START INFORMATION GIVEN

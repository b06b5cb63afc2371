//! Пропускной список с учётом рангов (rank-aware SkipList).
//!
//! Ключ — пара (score: f64, value: String): сортировка по score по
//! возрастанию, при равных score — лексикографически по value.
//! Span-счётчики на каждом уровне дают ранги за ожидаемый O(log n).
//!
//! Уникальность ключей — ответственность вызывающего кода: повторная
//! вставка той же пары создаёт второй узел (семантика мультимножества),
//! проверок на дубликаты нет.
//!
//! Внутренней синхронизации нет; при конкурентном доступе список
//! оборачивается внешним мьютексом.

use std::{cmp::Ordering, collections::HashMap};

use ordered_float::OrderedFloat;
use rand::{rngs::StdRng, Rng, SeedableRng};

use super::{
    node::{Link, NodeArena, NodeId, HEAD, MAX_LEVEL},
    safety::{SkipListStatistics, ValidationError},
    ScoreRange,
};
use crate::{
    debug_assert_invariant,
    error::{SkipListError, SkipListResult},
    validate,
};

/// Вероятность повышения уровня, fixed-point: 0x4000 / 0x10000 = 0.25.
const P: u32 = 0x4000;
const MASK: u32 = 0xFFFF;

/// Пропускной список: арена узлов, хвост, текущий уровень, длина
/// и собственный генератор случайных уровней.
#[derive(Debug, Clone)]
pub struct SkipList {
    arena: NodeArena,
    tail: Link,
    level: usize,
    length: usize,
    rng: StdRng,
}

/// Итератор по элементам в порядке возрастания ключа.
pub struct Iter<'a> {
    arena: &'a NodeArena,
    current: Link,
}

/// Итератор по элементам в обратном порядке (по backward-ссылкам).
pub struct RevIter<'a> {
    arena: &'a NodeArena,
    current: Link,
}

/// Итератор по элементам внутри закрытого диапазона score.
pub struct RangeIter<'a> {
    arena: &'a NodeArena,
    current: Link,
    range: ScoreRange,
}

/// Строгий порядок ключей: (score_a, value_a) < (score_b, value_b).
#[inline]
fn key_lt(score_a: f64, value_a: &str, score_b: f64, value_b: &str) -> bool {
    match OrderedFloat(score_a).cmp(&OrderedFloat(score_b)) {
        Ordering::Less => true,
        Ordering::Greater => false,
        Ordering::Equal => value_a < value_b,
    }
}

END INFORMATION GIVEN

**WHAT TO DO**
Lines from the one containing "< (score_b, value_b)." to the last line above, both included: copy these exactly and write nothing else.

**RESULT FOR THIS EXERCISE**
/// Строгий порядок ключей: (score_a, value_a) < (score_b, value_b).
#[inline]
fn key_lt(score_a: f64, value_a: &str, score_b: f64, value_b: &str) -> bool {
    match OrderedFloat(score_a).cmp(&OrderedFloat(score_b)) {
        Ordering::Less => true,
        Ordering::Greater => false,
        Ordering::Equal => value_a < value_b,
    }
}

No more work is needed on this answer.